◆ **What you will do**: For the string "PublicationReconciler", report how many lines in the records below contain it, and nothing more.

◆ **Exercise material**:
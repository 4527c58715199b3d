//! Orchestrator implementation.
//!
//! Wires queue subscriptions to the creation pipeline, status polling loop
//! and feed regenerator, and exposes the synchronous command/query surface
//! used by the UI layer.

use std::sync::atomic::{AtomicBool, Ordering};
use std::sync::Arc;

use chrono::Utc;
use thiserror::Error;
use tokio::sync::mpsc;
use tracing::{info, warn};

use crate::artifact_store::ArtifactStore;
use crate::config::{EventsConfig, FeedConfig};
use crate::creation::EpisodeCreator;
use crate::episode::{
    Episode, Feed, ProcessingMode, Repository, RepositoryError, DEFAULT_FEED_ID,
};
use crate::events::{create_event_channel, StatusChange};
use crate::feed::{feed_storage_key, FeedRegenerator};
use crate::media_backend::MediaBackend;
use crate::polling::{PollingConfig, StatusPoller};
use crate::publication::{PublicationReconciler, ReconcileError, ReconcileOutcome};
use crate::queue::{
    CreateEpisodesMessage, Queue, QueueError, RegenerateFeedsMessage, TOPIC_CREATE_EPISODES,
    TOPIC_POLL_STATUS, TOPIC_REGENERATE_FEEDS,
};

use super::handlers::{CreateEpisodesHandler, PollStatusHandler, RegenerateFeedsHandler};

/// Error type for orchestrator operations.
#[derive(Debug, Error)]
pub enum OrchestratorError {
    /// Repository failed or an entity was missing.
    #[error("Repository error: {0}")]
    Repository(#[from] RepositoryError),

    /// Reconciliation failed.
    #[error(transparent)]
    Reconcile(#[from] ReconcileError),

    /// Queue publish failed.
    #[error("Queue error: {0}")]
    Queue(#[from] QueueError),

    /// Message could not be encoded.
    #[error("Failed to encode message: {0}")]
    Encode(String),
}

/// The service façade: queue consumers plus the synchronous API.
pub struct Orchestrator {
    repository: Arc<dyn Repository>,
    artifact_store: Arc<dyn ArtifactStore>,
    queue: Arc<dyn Queue>,
    creator: Arc<EpisodeCreator>,
    poller: Arc<StatusPoller>,
    regenerator: Arc<FeedRegenerator>,
    reconciler: PublicationReconciler,
    feed_config: FeedConfig,
    started: AtomicBool,
}

impl Orchestrator {
    /// Create a new orchestrator and the receiving side of its
    /// status-change event stream.
    pub fn new(
        repository: Arc<dyn Repository>,
        media_backend: Arc<dyn MediaBackend>,
        artifact_store: Arc<dyn ArtifactStore>,
        queue: Arc<dyn Queue>,
        polling_config: PollingConfig,
        feed_config: FeedConfig,
        events_config: EventsConfig,
    ) -> (Self, mpsc::Receiver<Vec<StatusChange>>) {
        let (events, events_rx) = create_event_channel(events_config.buffer_size);

        let creator = Arc::new(EpisodeCreator::new(
            Arc::clone(&repository),
            Arc::clone(&media_backend),
            Arc::clone(&artifact_store),
            Arc::clone(&queue),
            events.clone(),
            polling_config.clone(),
        ));
        let poller = Arc::new(StatusPoller::new(
            Arc::clone(&repository),
            Arc::clone(&media_backend),
            Arc::clone(&queue),
            events.clone(),
            polling_config,
        ));
        let regenerator = Arc::new(FeedRegenerator::new(
            Arc::clone(&repository),
            Arc::clone(&artifact_store),
            feed_config.clone(),
        ));
        let reconciler = PublicationReconciler::new(
            Arc::clone(&repository),
            Arc::clone(&artifact_store),
            Arc::clone(&queue),
        );

        let orchestrator = Self {
            repository,
            artifact_store,
            queue,
            creator,
            poller,
            regenerator,
            reconciler,
            feed_config,
            started: AtomicBool::new(false),
        };
        (orchestrator, events_rx)
    }

    /// Subscribe the queue consumers. Idempotent.
    pub fn start(&self) {
        if self.started.swap(true, Ordering::SeqCst) {
            warn!("Orchestrator already started");
            return;
        }
        info!("Starting orchestrator queue subscriptions");

        self.queue.subscribe(
            TOPIC_CREATE_EPISODES,
            Arc::new(CreateEpisodesHandler {
                creator: Arc::clone(&self.creator),
            }),
        );
        self.queue.subscribe(
            TOPIC_POLL_STATUS,
            Arc::new(PollStatusHandler {
                poller: Arc::clone(&self.poller),
            }),
        );
        self.queue.subscribe(
            TOPIC_REGENERATE_FEEDS,
            Arc::new(RegenerateFeedsHandler {
                regenerator: Arc::clone(&self.regenerator),
            }),
        );
    }

    // ------------------------------------------------------------------
    // Commands
    // ------------------------------------------------------------------

    /// Enqueue an episode creation request.
    pub async fn request_episode_creation(
        &self,
        user_id: &str,
        url: &str,
        variant_groups: Vec<Vec<String>>,
        processing_mode: ProcessingMode,
    ) -> Result<(), OrchestratorError> {
        let message = CreateEpisodesMessage {
            url: url.to_string(),
            variant_groups,
            user_id: user_id.to_string(),
            processing_mode,
        };
        let payload =
            serde_json::to_vec(&message).map_err(|e| OrchestratorError::Encode(e.to_string()))?;
        self.queue.publish(TOPIC_CREATE_EPISODES, &payload).await?;
        Ok(())
    }

    /// Make the named episodes' membership exactly `desired_feed_ids`.
    pub async fn publish_episodes(
        &self,
        user_id: &str,
        episode_ids: &[String],
        desired_feed_ids: &[String],
    ) -> Result<ReconcileOutcome, OrchestratorError> {
        for feed_id in desired_feed_ids {
            self.require_feed(user_id, feed_id)?;
        }
        Ok(self
            .reconciler
            .publish_episodes(user_id, episode_ids, desired_feed_ids)
            .await?)
    }

    /// Remove the named episodes from one feed.
    pub async fn unpublish_episodes(
        &self,
        user_id: &str,
        episode_ids: &[String],
        feed_id: &str,
    ) -> Result<ReconcileOutcome, OrchestratorError> {
        Ok(self
            .reconciler
            .unpublish_episodes(user_id, episode_ids, feed_id)
            .await?)
    }

    /// Rename episodes and regenerate the feeds containing them.
    pub async fn rename_episodes(
        &self,
        user_id: &str,
        renames: &[(String, String)],
    ) -> Result<(), OrchestratorError> {
        Ok(self.reconciler.rename_episodes(user_id, renames).await?)
    }

    /// Delete episodes, their publications and (best-effort) artifacts.
    pub async fn delete_episodes(
        &self,
        user_id: &str,
        episode_ids: &[String],
    ) -> Result<(), OrchestratorError> {
        Ok(self.reconciler.delete_episodes(user_id, episode_ids).await?)
    }

    /// Create a new feed with the next per-user id.
    pub fn create_feed(&self, user_id: &str, title: &str) -> Result<Feed, OrchestratorError> {
        let id = self.repository.next_feed_id(user_id)?;
        let feed = Feed {
            user_id: user_id.to_string(),
            id: id.clone(),
            title: title.to_string(),
            artifact_url: self.artifact_store.url(&feed_storage_key(user_id, &id)),
            created_at: Utc::now(),
        };
        self.repository.upsert_feed(&feed)?;
        info!("Created feed {}/{} \"{}\"", user_id, id, title);
        Ok(feed)
    }

    /// Rename a feed and regenerate its artifact.
    pub async fn rename_feed(
        &self,
        user_id: &str,
        feed_id: &str,
        title: &str,
    ) -> Result<Feed, OrchestratorError> {
        let feed = self.require_feed(user_id, feed_id)?;
        let renamed = Feed {
            title: title.to_string(),
            ..feed
        };
        self.repository.upsert_feed(&renamed)?;

        let message = RegenerateFeedsMessage {
            feed_ids: vec![feed_id.to_string()],
            user_id: user_id.to_string(),
        };
        let payload =
            serde_json::to_vec(&message).map_err(|e| OrchestratorError::Encode(e.to_string()))?;
        self.queue.publish(TOPIC_REGENERATE_FEEDS, &payload).await?;
        Ok(renamed)
    }

    /// Delete a feed, optionally cascading to its episodes. The default
    /// feed is rejected.
    pub async fn delete_feed(
        &self,
        user_id: &str,
        feed_id: &str,
        cascade_episodes: bool,
    ) -> Result<(), OrchestratorError> {
        Ok(self
            .reconciler
            .delete_feed(user_id, feed_id, cascade_episodes)
            .await?)
    }

    // ------------------------------------------------------------------
    // Queries
    // ------------------------------------------------------------------

    /// Get one episode.
    pub fn get_episode(
        &self,
        user_id: &str,
        episode_id: &str,
    ) -> Result<Option<Episode>, OrchestratorError> {
        Ok(self.repository.get_episode(user_id, episode_id)?)
    }

    /// List a user's episodes, newest first.
    pub fn list_episodes(&self, user_id: &str) -> Result<Vec<Episode>, OrchestratorError> {
        Ok(self.repository.list_episodes(user_id)?)
    }

    /// List a user's feeds. The default feed is created on first query.
    pub fn list_feeds(&self, user_id: &str) -> Result<Vec<Feed>, OrchestratorError> {
        self.ensure_default_feed(user_id)?;
        Ok(self.repository.list_feeds(user_id)?)
    }

    /// Get one feed, lazily creating the default feed.
    pub fn get_feed(
        &self,
        user_id: &str,
        feed_id: &str,
    ) -> Result<Option<Feed>, OrchestratorError> {
        if feed_id == DEFAULT_FEED_ID {
            return Ok(Some(self.ensure_default_feed(user_id)?));
        }
        Ok(self.repository.get_feed(user_id, feed_id)?)
    }

    /// List a feed's episodes in publication insertion order, oldest
    /// first.
    pub fn list_feed_episodes(
        &self,
        user_id: &str,
        feed_id: &str,
    ) -> Result<Vec<Episode>, OrchestratorError> {
        self.require_feed(user_id, feed_id)?;
        let publications = self.repository.list_publications_by_feed(user_id, feed_id)?;
        let ids: Vec<String> = publications
            .into_iter()
            .map(|publication| publication.episode_id)
            .collect();
        Ok(self.repository.get_episodes(user_id, &ids)?)
    }

    fn require_feed(&self, user_id: &str, feed_id: &str) -> Result<Feed, OrchestratorError> {
        if feed_id == DEFAULT_FEED_ID {
            return self.ensure_default_feed(user_id);
        }
        self.repository
            .get_feed(user_id, feed_id)?
            .ok_or_else(|| RepositoryError::NotFound(format!("feed {}", feed_id)).into())
    }

    fn ensure_default_feed(&self, user_id: &str) -> Result<Feed, OrchestratorError> {
        if let Some(feed) = self.repository.get_feed(user_id, DEFAULT_FEED_ID)? {
            return Ok(feed);
        }
        let feed = Feed {
            user_id: user_id.to_string(),
            id: DEFAULT_FEED_ID.to_string(),
            title: self.feed_config.default_feed_title.clone(),
            artifact_url: self
                .artifact_store
                .url(&feed_storage_key(user_id, DEFAULT_FEED_ID)),
            created_at: Utc::now(),
        };
        self.repository.upsert_feed(&feed)?;
        info!("Created default feed for user {}", user_id);
        Ok(feed)
    }
}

◆ **Written response**: 3